程序代写代做代考 data mining decision tree html Prof. Dr. Matei Demetrescu University of Kiel Institute for Statistics and Econometrics Summer 2020

Prof. Dr. Matei Demetrescu University of Kiel Institute for Statistics and Econometrics Summer 2020
Data Mining
Course description
The course provides a statistical introduction to methods designed for analyzing large and complex data sets and relations. The focus is on regression and classification methods. We start in a parametric setup with linearity, but move on relatively fast to discuss issues appearing in practice such as regressor (feature) selection and take a look at model selection techniques like cross-validation.

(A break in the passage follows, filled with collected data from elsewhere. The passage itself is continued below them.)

//! Staff tag maintenance. Tags live as JSON arrays on posts, so every
//! operation rewrites the affected lists in one transaction.

use axum::{
    Json,
    extract::{Path, Query, State},
};
use serde::Deserialize;
use tracing::info;

use forum_db::Database;
use forum_types::api::{
    DeleteTagResponse, MergeTagsRequest, MergeTagsResponse, RenameTagRequest, RenameTagResponse,
    TagCount,
};

use crate::error::ApiError;
use crate::middleware::Staff;
use crate::posts::count_tags;
use crate::{AppState, run_blocking};

/// `old` replaced by `new`, keeping first occurrences only. `None` when
/// `old` is absent.
pub(crate) fn renamed(tags: &[String], old: &str, new: &str) -> Option<Vec<String>> {
    if !tags.iter().any(|t| t == old) {
        return None;
    }
    let mut out: Vec<String> = Vec::with_capacity(tags.len());
    for tag in tags {
        let tag = if tag == old { new } else { tag.as_str() };
        if !out.iter().any(|t| t == tag) {
            out.push(tag.to_string());
        }
    }
    Some(out)
}

/// `tag` removed. The inner `None` means the list became empty.
pub(crate) fn without(tags: &[String], tag: &str) -> Option<Option<Vec<String>>> {
    if !tags.iter().any(|t| t == tag) {
        return None;
    }
    let rest: Vec<String> = tags.iter().filter(|t| *t != tag).cloned().collect();
    Some(if rest.is_empty() { None } else { Some(rest) })
}

/// Sources removed and `target` appended once. `None` when no source is
/// present.
pub(crate) fn merged(tags: &[String], sources: &[String], target: &str) -> Option<Vec<String>> {
    if !tags.iter().any(|t| sources.contains(t)) {
        return None;
    }
    let mut out: Vec<String> = tags.iter().filter(|t| !sources.contains(t)).cloned().collect();
    if !out.iter().any(|t| t == target) {
        out.push(target.to_string());
    }
    Some(out)
}

/// Applies `edit` to every tagged post and stores the lists it changed.
fn rewrite<F>(db: &Database, mut edit: F) -> Result<usize, ApiError>
where
    F: FnMut(&[String]) -> Option<Option<Vec<String>>>,
{
    let updates: Vec<(String, Option<Vec<String>>)> = db
        .tagged_posts()?
        .into_iter()
        .filter_map(|(id, tags)| edit(&tags).map(|next| (id, next)))
        .collect();
    if updates.is_empty() {
        return Ok(0);
    }
    Ok(db.update_post_tags(&updates)?)
}

fn required(value: &str, message: &str) -> Result<String, ApiError> {
    let value = value.trim();
    if value.is_empty() {
        return Err(ApiError::bad_request(message));
    }
    Ok(value.to_string())
}

#[derive(Debug, Deserialize)]
pub struct ListTagsQuery {
    #[serde(default = "default_limit")]
    pub limit: usize,
}

fn default_limit() -> usize {
    1000
}

/// GET /admin/tags
pub async fn list_tags(
    State(state): State<AppState>,
    _staff: Staff,
    Query(query): Query<ListTagsQuery>,
) -> Result<Json<Vec<TagCount>>, ApiError> {
    let lists = run_blocking(&state, |db| {
        Ok(db.tagged_posts()?.into_iter().map(|(_, tags)| tags).collect::<Vec<_>>())
    })
    .await?;
    Ok(Json(count_tags(lists, query.limit)))
}

/// PUT /admin/tags/rename
pub async fn rename_tag(
    State(state): State<AppState>,
    staff: Staff,
    Json(req): Json<RenameTagRequest>,
) -> Result<Json<RenameTagResponse>, ApiError> {
    let old_tag = required(&req.old_tag, "Old tag name is required")?;
    let new_tag = required(&req.new_tag, "New tag name is required")?;
    if old_tag == new_tag {
        return Err(ApiError::bad_request("Old and new tag names must be different"));
    }

    let (old, new) = (old_tag.clone(), new_tag.clone());
    let updated = run_blocking(&state, move |db| {
        let updated = rewrite(db, |tags| renamed(tags, &old, &new).map(Some))?;
        info!(old_tag = %old, new_tag = %new, updated, by = staff.id(), "Tag renamed");
        Ok(updated)
    })
    .await?;

    Ok(Json(RenameTagResponse {
        success: true,
        updated,
        old_tag,
        new_tag,
    }))
}

/// DELETE /admin/tags/{tag_name}
pub async fn delete_tag(
    State(state): State<AppState>,
    staff: Staff,
    Path(tag_name): Path<String>,
) -> Result<Json<DeleteTagResponse>, ApiError> {
    let tag = required(&tag_name, "Tag name is required")?;

    let target = tag.clone();
    let updated = run_blocking(&state, move |db| {
        let updated = rewrite(db, |tags| without(tags, &target))?;
        info!(tag = %target, updated, by = staff.id(), "Tag deleted");
        Ok(updated)
    })
    .await?;

    Ok(Json(DeleteTagResponse {
        success: true,
        updated,
        tag,
    }))
}

/// POST /admin/tags/merge
pub async fn merge_tags(
    State(state): State<AppState>,
    staff: Staff,
    Json(req): Json<MergeTagsRequest>,
) -> Result<Json<MergeTagsResponse>, ApiError> {
    if req.source_tags.is_empty() {
        return Err(ApiError::bad_request("Source tags are required"));
    }
    let target_tag = required(&req.target_tag, "Target tag name is required")?;
    let source_tags: Vec<String> = req
        .source_tags
        .iter()
        .map(|t| t.trim().to_string())
        .filter(|t| !t.is_empty())
        .collect();
    if source_tags.is_empty() {
        return Err(ApiError::bad_request("At least one valid source tag is required"));
    }

    let (sources, target) = (source_tags.clone(), target_tag.clone());
    let updated = run_blocking(&state, move |db| {
        let updated = rewrite(db, |tags| merged(tags, &sources, &target).map(Some))?;
        info!(target_tag = %target, updated, by = staff.id(), "Tags merged");
        Ok(updated)
    })
    .await?;

    Ok(Json(MergeTagsResponse {
        success: true,
        updated,
        source_tags,
        target_tag,
    }))
}

#[cfg(test)]
mod tests {
    use super::*;

    fn tags(list: &[&str]) -> Vec<String> {
        list.iter().map(|t| t.to_string()).collect()
    }

    #[test]
    fn rename_deduplicates() {
        assert_eq!(
            renamed(&tags(&["rust", "lang", "rs"]), "rs", "rust"),
            Some(tags(&["rust", "lang"]))
        );
        assert_eq!(renamed(&tags(&["lang"]), "rs", "rust"), None);
    }

    #[test]
    fn removing_last_tag_empties_list() {
        assert_eq!(without(&tags(&["a", "b"]), "a"), Some(Some(tags(&["b"]))));
        assert_eq!(without(&tags(&["a"]), "a"), Some(None));
        assert_eq!(without(&tags(&["b"]), "a"), None);
    }

    #[test]
    fn merge_appends_target_once() {
        let sources = tags(&["js", "javascript"]);
        assert_eq!(
            merged(&tags(&["js", "web", "javascript"]), &sources, "JavaScript"),
            Some(tags(&["web", "JavaScript"]))
        );
        assert_eq!(
            merged(&tags(&["JavaScript", "js"]), &sources, "JavaScript"),
            Some(tags(&["JavaScript"]))
        );
        assert_eq!(merged(&tags(&["web"]), &sources, "JavaScript"), None);
    }
}
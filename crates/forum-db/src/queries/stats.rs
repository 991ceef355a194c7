use anyhow::Result;
use rusqlite::params;

use crate::Database;
use crate::models::SiteTotals;

impl Database {
    // -- Stats --

    /// Distinct authors of posts or replies created at or after `since`.
    pub fn active_members_since(&self, since: &str) -> Result<i64> {
        self.with_conn(|conn| {
            Ok(conn.query_row(
                "SELECT COUNT(*) FROM (
                    SELECT author_id FROM posts WHERE created_at >= ?1
                    UNION
                    SELECT author_id FROM post_replies WHERE created_at >= ?1
                 )",
                [since],
                |r| r.get(0),
            )?)
        })
    }

    /// Posts created in `[start, end)`.
    pub fn count_posts_between(&self, start: &str, end: &str) -> Result<i64> {
        self.with_conn(|conn| {
            Ok(conn.query_row(
                "SELECT COUNT(*) FROM posts WHERE created_at >= ?1 AND created_at < ?2",
                params![start, end],
                |r| r.get(0),
            )?)
        })
    }

    /// Users registered in `[start, end)`.
    pub fn count_users_between(&self, start: &str, end: &str) -> Result<i64> {
        self.with_conn(|conn| {
            Ok(conn.query_row(
                "SELECT COUNT(*) FROM users WHERE created_at >= ?1 AND created_at < ?2",
                params![start, end],
                |r| r.get(0),
            )?)
        })
    }

    pub fn site_totals(&self) -> Result<SiteTotals> {
        self.with_conn(|conn| {
            let count = |table: &str| -> Result<i64> {
                Ok(conn.query_row(&format!("SELECT COUNT(*) FROM {}", table), [], |r| r.get(0))?)
            };
            Ok(SiteTotals {
                users: count("users")?,
                posts: count("posts")?,
                replies: count("post_replies")?,
                groups: count("line_groups")?,
                group_applications: count("line_group_applications")?,
                group_reports: count("line_group_reports")?,
            })
        })
    }

    /// `(role, count)` pairs for every role in use.
    pub fn role_distribution(&self) -> Result<Vec<(String, i64)>> {
        self.with_conn(|conn| {
            let mut stmt = conn.prepare("SELECT role, COUNT(*) FROM users GROUP BY role ORDER BY role")?;
            let rows = stmt
                .query_map([], |r| Ok((r.get(0)?, r.get(1)?)))?
                .collect::<Result<Vec<_>, _>>()?;
            Ok(rows)
        })
    }
}

#[cfg(test)]
mod tests {
    use crate::models::NewPost;
    use crate::Database;

    #[test]
    fn active_members_count_distinct_authors() {
        let db = Database::open_in_memory().unwrap();
        db.create_user("u1", "u1@example.com", "alice", "hash").unwrap();
        db.create_user("u2", "u2@example.com", "bob", "hash").unwrap();
        db.create_user("u3", "u3@example.com", "carol", "hash").unwrap();
        let post = NewPost {
            title: "Thread",
            category: None,
            summary: None,
            cover_image_url: None,
            tags: None,
        };
        db.create_post("p1", "u1", &post).unwrap();
        db.create_reply("r1", "p1", None, "u1", "self reply").unwrap();
        db.create_reply("r2", "p1", None, "u2", "reply").unwrap();

        assert_eq!(db.active_members_since("0000").unwrap(), 2);
        assert_eq!(db.active_members_since("9999").unwrap(), 0);
        assert_eq!(db.count_posts_between("0000", "9999").unwrap(), 1);
        assert_eq!(db.count_users_between("0000", "9999").unwrap(), 3);

        let totals = db.site_totals().unwrap();
        assert_eq!((totals.users, totals.posts, totals.replies), (3, 1, 2));
        assert_eq!(db.role_distribution().unwrap(), vec![("user".to_string(), 3)]);
    }
}
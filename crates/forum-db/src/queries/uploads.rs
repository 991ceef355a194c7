use anyhow::Result;
use rusqlite::{OptionalExtension, params};

use crate::models::UploadRow;
use crate::{Database, now};

impl Database {
    // -- Uploads --

    pub fn insert_upload(&self, id: &str, owner_id: &str, content_type: &str, size: i64) -> Result<()> {
        self.with_conn(|conn| {
            conn.execute(
                "INSERT INTO uploads (id, owner_id, content_type, size, created_at) VALUES (?1, ?2, ?3, ?4, ?5)",
                params![id, owner_id, content_type, size, now()],
            )?;
            Ok(())
        })
    }

    pub fn get_upload(&self, id: &str) -> Result<Option<UploadRow>> {
        self.with_conn(|conn| {
            Ok(conn
                .query_row(
                    "SELECT id, owner_id, content_type, size, created_at FROM uploads WHERE id = ?1",
                    [id],
                    |row| {
                        Ok(UploadRow {
                            id: row.get(0)?,
                            owner_id: row.get(1)?,
                            content_type: row.get(2)?,
                            size: row.get(3)?,
                            created_at: row.get(4)?,
                        })
                    },
                )
                .optional()?)
        })
    }
}
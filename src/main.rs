mod builtins;
mod config;
mod fileops;
mod jobs;
mod parse;
mod process_exec;
mod prompt;
mod shell;
mod utils;

use reedline::{FileBackedHistory, Reedline, Signal};

use crate::{jobs::JobStack, parse::MAX_CMD_LEN, prompt::MinibashPrompt, utils::error_message};

fn main() {
    // [1] Load configuration and set up the prompt
    let cfg = config::init();
    let prompt = MinibashPrompt::new(cfg.prompt.clone());

    // [2] Line editor with file-backed history
    let history = Box::new(
        FileBackedHistory::with_file(1000, config::history_file_path())
            .unwrap_or_else(|_| FileBackedHistory::default()),
    );
    let mut editor = Reedline::create().with_history(history);

    // The interpreter itself shrugs off interrupt signals; children get the
    // default handlers restored before exec.
    unsafe {
        libc::signal(libc::SIGINT, libc::SIG_IGN);
        libc::signal(libc::SIGQUIT, libc::SIG_IGN);
    }

    // [3] The job stack is the only mutable interpreter state
    let mut jobs = JobStack::new();

    // [4] Startup commands go through the normal dispatch path
    for line in &cfg.startup {
        if let Err(e) = shell::exec(line, &mut jobs) {
            error_message(&format!("{e:#}"));
        }
    }

    // [5] Main prompt loop
    loop {
        match editor.read_line(&prompt) {
            Ok(Signal::Success(buf)) => {
                let line = buf.trim();
                if line.is_empty() {
                    continue;
                }
                if line.len() > MAX_CMD_LEN {
                    error_message(&format!(
                        "Command too long. Maximum is {MAX_CMD_LEN} characters."
                    ));
                    continue;
                }

                // Reserved keywords sit outside the operator grammar.
                match line {
                    "dter" => {
                        println!("Exiting minibash...");
                        break;
                    }
                    "help" => {
                        println!("{}", builtins::help());
                        continue;
                    }
                    _ => {}
                }

                if let Err(e) = shell::exec(line, &mut jobs) {
                    error_message(&format!("{e:#}"));
                }
            }
            // Ctrl+C abandons the current line and re-issues the prompt.
            Ok(Signal::CtrlC) => continue,
            Ok(Signal::CtrlD) => break,
            Err(e) => error_message(&format!("read error: {e}")),
        }
    }
}
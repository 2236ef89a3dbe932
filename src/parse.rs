use anyhow::{Result, bail};

pub const MAX_ARGS: usize = 4;
pub const MAX_CMD_LEN: usize = 1024;
pub const MAX_PIPE_CMDS: usize = 4;
pub const MAX_SEQ_CMDS: usize = 4;
pub const MAX_COND_CMDS: usize = 5;

/// Which execution strategy owns a line. Exactly one applies.
#[derive(Debug, Clone, Copy, PartialEq)]
pub enum Dispatch {
    Conditional,
    Pipe,
    Redirect(RedirectMode),
    Background,
    Foreground,
    Sequential,
    WordCount,
    Concat,
    Simple,
}

#[derive(Debug, Clone, Copy, PartialEq)]
pub enum RedirectMode {
    Input,     // <
    Overwrite, // >
    Append,    // >>
}

/// Separator between two conditional sub-commands.
#[derive(Debug, Clone, Copy, PartialEq)]
pub enum Separator {
    And, // &&
    Or,  // ||
}

// Classification precedence is a contract: a line holding both `|` and `;`
// belongs to the pipe strategy, never the sequential one.
pub fn classify(line: &str) -> Dispatch {
    if line.contains("&&") || line.contains("||") {
        Dispatch::Conditional
    } else if line.contains('|') {
        Dispatch::Pipe
    } else if line.contains('>') {
        if line.contains(">>") {
            Dispatch::Redirect(RedirectMode::Append)
        } else {
            Dispatch::Redirect(RedirectMode::Overwrite)
        }
    } else if line.contains('<') {
        Dispatch::Redirect(RedirectMode::Input)
    } else if line.contains('+') {
        Dispatch::Background
    } else if line == "fore" {
        Dispatch::Foreground
    } else if line.contains(';') {
        Dispatch::Sequential
    } else if line.starts_with('#') {
        Dispatch::WordCount
    } else if line.contains('~') {
        Dispatch::Concat
    } else {
        Dispatch::Simple
    }
}

/// Bounded argument vector: between 1 and [`MAX_ARGS`] tokens, enforced at
/// construction so no spawn is ever attempted with an invalid arity.
#[derive(Debug, Clone, PartialEq)]
pub struct ArgVec(Vec<String>);

impl ArgVec {
    pub fn new(tokens: Vec<String>) -> Result<Self> {
        if tokens.is_empty() || tokens.len() > MAX_ARGS {
            bail!("Invalid number of arguments. Maximum is {MAX_ARGS}.");
        }
        Ok(Self(tokens))
    }

    /// Tokenize a command on whitespace.
    pub fn parse(input: &str) -> Result<Self> {
        Self::new(input.split_whitespace().map(str::to_string).collect())
    }

    pub fn args(&self) -> &[String] {
        &self.0
    }

    pub fn program(&self) -> &str {
        &self.0[0]
    }
}

/// Split a line on a structural delimiter into trimmed, non-empty
/// sub-commands. The input is never mutated.
pub fn split_on(line: &str, delim: char) -> Vec<String> {
    line.split(delim)
        .map(str::trim)
        .filter(|s| !s.is_empty())
        .map(str::to_string)
        .collect()
}

/// Decompose a redirection line: leading tokens up to the first operator
/// token (one starting with `<` or `>`) form the argument vector, the single
/// token after it is the target filename.
pub fn split_redirect(line: &str) -> Result<(ArgVec, String)> {
    const ERR: &str = "Invalid arguments or no file specified for redirection.";

    let mut tokens = line.split_whitespace();
    let mut args = Vec::new();
    loop {
        match tokens.next() {
            Some(tok) if tok.starts_with('<') || tok.starts_with('>') => break,
            Some(tok) => args.push(tok.to_string()),
            None => bail!(ERR),
        }
    }
    let Some(filename) = tokens.next() else {
        bail!(ERR);
    };
    let args = ArgVec::new(args).map_err(|_| anyhow::anyhow!(ERR))?;
    Ok((args, filename.to_string()))
}

/// Decompose a background line: every token before a standalone `+` marker.
pub fn split_background(line: &str) -> Result<ArgVec> {
    let tokens = line
        .split_whitespace()
        .take_while(|tok| *tok != "+")
        .map(str::to_string)
        .collect();
    ArgVec::new(tokens)
}

/// Decompose a conditional line on runs of `&`/`|` characters. Each
/// separator is classified by the separator character immediately preceding
/// the sub-command that follows it, so `a && b || c` yields
/// `(["a", "b", "c"], [And, Or])`.
pub fn split_conditional(line: &str) -> (Vec<String>, Vec<Separator>) {
    let mut cmds = Vec::new();
    let mut seps = Vec::new();
    let mut cur = String::new();
    let mut last_sep = None;

    let mut finish = |cur: &mut String, last_sep: Option<char>| {
        let trimmed = cur.trim();
        if !trimmed.is_empty() {
            if !cmds.is_empty() {
                // A separator always precedes every sub-command but the first.
                seps.push(match last_sep {
                    Some('&') => Separator::And,
                    _ => Separator::Or,
                });
            }
            cmds.push(trimmed.to_string());
        }
        cur.clear();
    };

    for ch in line.chars() {
        if ch == '&' || ch == '|' {
            finish(&mut cur, last_sep);
            last_sep = Some(ch);
        } else {
            cur.push(ch);
        }
    }
    finish(&mut cur, last_sep);

    (cmds, seps)
}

The course is completed by taking a glimpse at specific nonparametric techniques such as regression and decision trees. Selected case studies are discussed in a computer class using R. After completing the course, you will be able to conduct complex data analyses on your own.
Prerequisites
• (Advanced) Statistics I+II or equivalent
Outline
1. Statistical learning
2. Prediction and classification
3. Using linear models
4. Model selection and error estimation
5. Dealing with many features: Shrinkage and dimensionality reduction 6. Getting nonlinear: Local regression, trees and more
7. Ensemble methods: Bagging, boosting, and model averaging
8. Interpretable models
9. Unsupervised learning

Schedule
• The course will begin on April 8th as an OLAT based online course; it is not clear yet when or whether we can revert to normal. Please see the following generic in- formation regarding online teaching at the Institute for Statistics and Econometrics.
Concerning this course, the plan is to upload slides and video tutorials each wee- kend, followed by live Q&A sessions during the original time slot (i.e. Thursday 2:15pm to 3:45pm) using suitable video conference software.
Please note that plans may change as we go. Any changes will ba communi- cated via OLAT.
• The PC tutorials will be re-scheduled towards the end of the semester; we will let you know as soon as we have more information.
Materials
• Slides and lecture notes will be made available in due time via OLAT • The basic textbook is
– Hastie, T. , R. Tibshirani and J. Friedman (2009, 2nd ed.) The Elements of Statistical Learning: Data Mining, Inference, and Prediction, Springer1
(A pdf copy is freely available from the authors: https://web.stanford.edu/ ~hastie/ElemStatLearn/download.html)
• More focused:
– Bishop, C. (2006) Pattern Recognition and Machine Learning, Springer
• A different perspective:
– Han, J., M. Kamber and J. Pei (2012, 3rd ed.) Data Mining: Concepts and
Techniques, Elsevier
Exam
• written exam
• you may use the slides
• you can earn some bonus points by solving R assignments
1An introductory version we may sometimes use is James, G., D. Witten, T. Hastie and R. Tibshirani (2013) An Introduction to Statistical Learning: With Applications in R, Springer. A pdf copy is also freely available from the authors, feel free to search for it.

Contact:
• mdeme@stat-econ.uni-kiel.de, mokuneva@stat-econ.uni-kiel.de Office hours:
• Office hours are only available online: per email and video call (the latter by ap- pointment).